Mindfulness has in recent years become very popular. Some of you may have used this in your clinical practice or do this yourselves. We will look briefly at what it is and then consider the extent to which it could be applied at work and specifically to improve leadership skills.

Mindfulness – a brief introduction

Mindfulness simply means present moment awareness. There are over 500 peer-reviewed scientific articles published annually on the mechanics of mindfulness and its effects. It is all about the quality of our attention and awareness. Jon Kabat-Zinn, a leading expert in mindfulness, defines it as “paying attention in a particular way: on purpose, in the present moment, and non-judgementally”. He has done much to bring meditation practices into the mainstream, developing a programme called ‘Mindfulness Based Stress Reduction’ (MBSR), primarily to help chronic pain sufferers who are dealing with stress, pain and illness.

Mark Williams, Emeritus Professor of Clinical Psychology at Oxford University, co-founded Mindfulness-Based Cognitive Therapy (MBCT), which is recommended by the National Institute for Health and Clinical Excellence as being as effective as drugs for preventing depression.
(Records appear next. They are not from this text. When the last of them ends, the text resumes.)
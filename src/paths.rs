//! Layout of a ComfyUI installation root.

use crate::model::{PathValidation, PythonLayout};
use std::path::{Path, PathBuf};

/// Interpreter locations in priority order.
const INTERPRETERS: [(PythonLayout, &str, &str); 2] = [
    (PythonLayout::Embeded, "python_embeded", "python.exe"),
    (PythonLayout::Standalone, "python_standalone", "python.exe"),
];

const INTERPRETER_REQUIREMENT: &str = "python_embeded/python.exe or python_standalone/python.exe";
const ENTRY_SCRIPT_NAME: &str = "ComfyUI/main.py";

pub fn entry_script(root: &Path) -> PathBuf {
    root.join("ComfyUI").join("main.py")
}

pub fn requirements_file(root: &Path) -> PathBuf {
    root.join("ComfyUI").join("requirements.txt")
}

pub fn hf_cache_dir(root: &Path) -> PathBuf {
    root.join("HuggingFaceHub")
}

pub fn torch_home_dir(root: &Path) -> PathBuf {
    root.join("TorchHome")
}

/// First interpreter found under `root`, if any.
pub fn find_interpreter(root: &Path) -> Option<(PythonLayout, PathBuf)> {
    INTERPRETERS.iter().find_map(|(layout, dir, exe)| {
        let candidate = root.join(dir).join(exe);
        candidate.is_file().then_some((*layout, candidate))
    })
}

/// Check that `root` looks like a usable installation. Filesystem existence only.
pub fn validate(root: &Path) -> PathValidation {
    let mut missing = Vec::new();

    let interpreter = find_interpreter(root);
    if interpreter.is_none() {
        missing.push(INTERPRETER_REQUIREMENT.to_string());
    }
    if !entry_script(root).is_file() {
        missing.push(ENTRY_SCRIPT_NAME.to_string());
    }

    PathValidation {
        valid: missing.is_empty(),
        missing,
        python_type: interpreter.as_ref().map(|(layout, _)| *layout),
        python_path: interpreter.map(|(_, p)| p.to_string_lossy().into_owned()),
    }
}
Equally, mindfulness also works for the rest of us who aren’t depressed but want to keep up with the constant demands of the modern world

Ruth Baer defines mindfulness as “a type of awareness that focuses on the present moment with an attitude of friendly curiosity”. And according to Dr Danny Penman, mindfulness is “paying full conscious attention to whatever thoughts, feelings and emotions are flowing through your mind, body and breath without judging or criticising them in any way. It is about being fully aware of whatever is happening in the present moment without being trapped in the past or worrying about the future”.

For more on this and an introduction to meditation, see the Mindful website.   

Mindfulness and leadership

So what impact can mindfulness have on personal leadership? Damion Wonfor, an executive coach, summarises this succinctly.

This article on the Mindful website gives some suggestions on ways to be more mindful at work.  In addition there are more than 60 more articles there on mindfulness at work. There are work-related blogs on the Headspace website. And Michael West writes here about Mindful Organisations – Developing Flourishing Workplaces.  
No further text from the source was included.